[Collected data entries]

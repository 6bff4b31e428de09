use std::collections::HashMap;

use carhub_core::search::{CarResult, PageInfo};
use carhub_core::{Car, CoreError, CoreResult, DateBasedPrice, SearchCarsResponse, Supplier, SupplierSummary};
use uuid::Uuid;

/// Builds the response envelope for one page of ranked cars.
///
/// Prices are attached as stored, grouped per car and ordered by start date.
pub fn assemble(
    page: Vec<Car>,
    total_records: usize,
    suppliers: &HashMap<Uuid, Supplier>,
    prices: Vec<DateBasedPrice>,
) -> CoreResult<SearchCarsResponse> {
    let mut prices_by_car: HashMap<Uuid, Vec<DateBasedPrice>> = HashMap::new();
    for price in prices {
        prices_by_car.entry(price.car).or_default().push(price);
    }

    let mut result_data = Vec::with_capacity(page.len());
    for car in page {
        // Eligibility already dropped cars without a supplier record.
        let supplier = suppliers.get(&car.supplier).map(SupplierSummary::from).ok_or_else(|| {
            CoreError::StoreError(format!("supplier {} of car {} vanished mid-search", car.supplier, car.id).into())
        })?;
        let mut car_prices = prices_by_car.remove(&car.id).unwrap_or_default();
        car_prices.sort_by_key(|p| p.start_date);
        result_data.push(CarResult::new(car, supplier, car_prices));
    }

    Ok(SearchCarsResponse { result_data, page_info: PageInfo { total_records } })
}
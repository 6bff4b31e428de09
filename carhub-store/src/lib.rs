pub mod app_config;
pub mod booking_repo;
pub mod car_repo;
pub mod database;
pub mod location_repo;
pub mod memory;
pub mod price_repo;
pub mod supplier_repo;

pub use booking_repo::PgBookingRepository;
pub use car_repo::PgCarRepository;
pub use database::DbClient;
pub use location_repo::PgLocationRepository;
pub use memory::MemoryStore;
pub use price_repo::PgDateBasedPriceRepository;
pub use supplier_repo::PgSupplierRepository;

use carhub_core::StoreError;

/// Decodes a TEXT column holding one of the domain's camelCase enum names.
pub(crate) fn parse_enum<T: serde::de::DeserializeOwned>(value: &str) -> Result<T, StoreError> {
    serde_json::from_value(serde_json::Value::String(value.to_string()))
        .map_err(|e| format!("unexpected enum value {:?}: {}", value, e).into())
}

/// Non-negative INTEGER column as `u32`; negatives clamp to zero.
pub(crate) fn non_negative(value: Option<i32>) -> Option<u32> {
    value.map(|v| u32::try_from(v).unwrap_or(0))
}
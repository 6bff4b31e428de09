use serde::{Deserialize, Serialize};
use uuid::Uuid;

#[derive(Debug, Clone, Serialize, Deserialize, PartialEq)]
#[serde(rename_all = "camelCase")]
pub struct Location {
    pub id: Uuid,
    #[serde(default)]
    pub name: String,
    /// Only one level of parent/child is used when expanding a pickup location.
    #[serde(default)]
    pub parent_location: Option<Uuid>,
}
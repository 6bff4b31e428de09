use std::collections::HashSet;

use carhub_core::search::RentalPeriod;
use carhub_core::{Booking, BookingStatus, Car};
use chrono::{DateTime, Utc};
use uuid::Uuid;

/// Closed-interval overlap: touching endpoints count.
pub fn overlaps(a_from: DateTime<Utc>, a_to: DateTime<Utc>, b_from: DateTime<Utc>, b_to: DateTime<Utc>) -> bool {
    !(a_to < b_from || a_from > b_to)
}

/// Whether `booking` holds `car_id` during `period`.
pub fn is_blocking(booking: &Booking, car_id: Uuid, period: &RentalPeriod) -> bool {
    booking.car == car_id
        && booking.status.is_conflicting()
        && booking.status != BookingStatus::Cancelled
        && overlaps(booking.from, booking.to, period.from, period.to)
}

/// Only pay-blocked cars can be taken out by a booking.
pub fn is_blocked(car: &Car, bookings: &[Booking], period: &RentalPeriod) -> bool {
    car.blocks_on_pay() && bookings.iter().any(|b| is_blocking(b, car.id, period))
}

/// Ids of the cars whose bookings must be checked.
pub fn pay_blocked_ids(cars: &[Car]) -> Vec<Uuid> {
    cars.iter().filter(|c| c.blocks_on_pay()).map(|c| c.id).collect()
}

pub fn exclude_blocked(cars: Vec<Car>, bookings: &[Booking], period: &RentalPeriod) -> Vec<Car> {
    let blocked: HashSet<Uuid> = cars
        .iter()
        .filter(|car| is_blocked(car, bookings, period))
        .map(|car| car.id)
        .collect();

    cars.into_iter().filter(|car| !blocked.contains(&car.id)).collect()
}

#[cfg(test)]
mod tests {
    use super::*;
    use carhub_core::car::{CarRange, CarType, FuelPolicy, GearboxType};
    use chrono::TimeZone;

    fn day(d: u32) -> DateTime<Utc> {
        Utc.with_ymd_and_hms(2024, 3, d, 0, 0, 0).unwrap()
    }

    fn car(block_on_pay: Option<bool>) -> Car {
        Car {
            id: Uuid::new_v4(),
            name: "Fiat 500".to_string(),
            supplier: Uuid::new_v4(),
            locations: vec![],
            daily_price: 29.0,
            car_type: CarType::Gasoline,
            gearbox: GearboxType::Manual,
            fuel_policy: FuelPolicy::FullToFull,
            aircon: true,
            seats: 4,
            doors: 3,
            mileage: -1,
            deposit: 300.0,
            range: CarRange::Mini,
            multimedia: vec![],
            rating: None,
            image: None,
            available: true,
            fully_booked: None,
            coming_soon: None,
            block_on_pay,
        }
    }

    fn booking(car: &Car, from: DateTime<Utc>, to: DateTime<Utc>, status: BookingStatus) -> Booking {
        Booking { id: Uuid::new_v4(), car: car.id, supplier: car.supplier, from, to, status }
    }

    #[test]
    fn test_overlap_rule() {
        assert!(overlaps(day(1), day(5), day(3), day(4)));
        assert!(overlaps(day(1), day(5), day(5), day(8)));
        assert!(overlaps(day(5), day(8), day(1), day(5)));
        assert!(!overlaps(day(1), day(5), day(6), day(8)));
        assert!(!overlaps(day(10), day(12), day(1), day(5)));
    }

    #[test]
    fn test_touching_boundary_blocks() {
        let c = car(Some(true));
        let bookings = vec![booking(&c, day(1), day(3), BookingStatus::Paid)];
        let period = RentalPeriod { from: day(3), to: day(6) };
        assert!(is_blocked(&c, &bookings, &period));
    }

    #[test]
    fn test_cancelled_booking_never_blocks() {
        let c = car(Some(true));
        let bookings = vec![booking(&c, day(3), day(4), BookingStatus::Cancelled)];
        let period = RentalPeriod { from: day(3), to: day(4) };
        assert!(!is_blocked(&c, &bookings, &period));
    }

    #[test]
    fn test_only_conflicting_statuses_block() {
        let c = car(Some(true));
        let period = RentalPeriod { from: day(3), to: day(4) };
        for (status, blocks) in [
            (BookingStatus::Void, false),
            (BookingStatus::Pending, false),
            (BookingStatus::Deposit, true),
            (BookingStatus::Paid, true),
            (BookingStatus::Reserved, true),
        ] {
            let bookings = vec![booking(&c, day(1), day(5), status)];
            assert_eq!(is_blocked(&c, &bookings, &period), blocks, "{:?}", status);
        }
    }

    #[test]
    fn test_car_without_block_on_pay_is_never_blocked() {
        let period = RentalPeriod { from: day(3), to: day(4) };
        for flag in [None, Some(false)] {
            let c = car(flag);
            let bookings = vec![booking(&c, day(1), day(5), BookingStatus::Reserved)];
            assert!(!is_blocked(&c, &bookings, &period));
        }
    }

    #[test]
    fn test_booking_on_other_car_does_not_block() {
        let c = car(Some(true));
        let other = car(Some(true));
        let bookings = vec![booking(&other, day(1), day(5), BookingStatus::Reserved)];
        let kept = exclude_blocked(vec![c.clone()], &bookings, &RentalPeriod { from: day(3), to: day(4) });
        assert_eq!(kept, vec![c]);
    }

    #[test]
    fn test_scenarios_b_and_c() {
        let c = car(Some(true));
        let bookings = vec![booking(&c, day(1), day(5), BookingStatus::Reserved)];

        let kept = exclude_blocked(vec![c.clone()], &bookings, &RentalPeriod { from: day(3), to: day(4) });
        assert!(kept.is_empty());

        let kept = exclude_blocked(vec![c.clone()], &bookings, &RentalPeriod { from: day(10), to: day(12) });
        assert_eq!(kept.len(), 1);
    }
}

▸ **Aim of the exercise**
Given the records above, return exactly the lines starting at the line containing "must be checked." and ending at the line containing "assert!(overlaps(day(5), day(8), day(1), day(5)));", including both.

▸ **Solution to the problem**
/// Ids of the cars whose bookings must be checked.
pub fn pay_blocked_ids(cars: &[Car]) -> Vec<Uuid> {
    cars.iter().filter(|c| c.blocks_on_pay()).map(|c| c.id).collect()
}

pub fn exclude_blocked(cars: Vec<Car>, bookings: &[Booking], period: &RentalPeriod) -> Vec<Car> {
    let blocked: HashSet<Uuid> = cars
        .iter()
        .filter(|car| is_blocked(car, bookings, period))
        .map(|car| car.id)
        .collect();

    cars.into_iter().filter(|car| !blocked.contains(&car.id)).collect()
}

#[cfg(test)]
mod tests {
    use super::*;
    use carhub_core::car::{CarRange, CarType, FuelPolicy, GearboxType};
    use chrono::TimeZone;

    fn day(d: u32) -> DateTime<Utc> {
        Utc.with_ymd_and_hms(2024, 3, d, 0, 0, 0).unwrap()
    }

    fn car(block_on_pay: Option<bool>) -> Car {
        Car {
            id: Uuid::new_v4(),
            name: "Fiat 500".to_string(),
            supplier: Uuid::new_v4(),
            locations: vec![],
            daily_price: 29.0,
            car_type: CarType::Gasoline,
            gearbox: GearboxType::Manual,
            fuel_policy: FuelPolicy::FullToFull,
            aircon: true,
            seats: 4,
            doors: 3,
            mileage: -1,
            deposit: 300.0,
            range: CarRange::Mini,
            multimedia: vec![],
            rating: None,
            image: None,
            available: true,
            fully_booked: None,
            coming_soon: None,
            block_on_pay,
        }
    }

    fn booking(car: &Car, from: DateTime<Utc>, to: DateTime<Utc>, status: BookingStatus) -> Booking {
        Booking { id: Uuid::new_v4(), car: car.id, supplier: car.supplier, from, to, status }
    }

    #[test]
    fn test_overlap_rule() {
        assert!(overlaps(day(1), day(5), day(3), day(4)));
        assert!(overlaps(day(1), day(5), day(5), day(8)));
        assert!(overlaps(day(5), day(8), day(1), day(5)));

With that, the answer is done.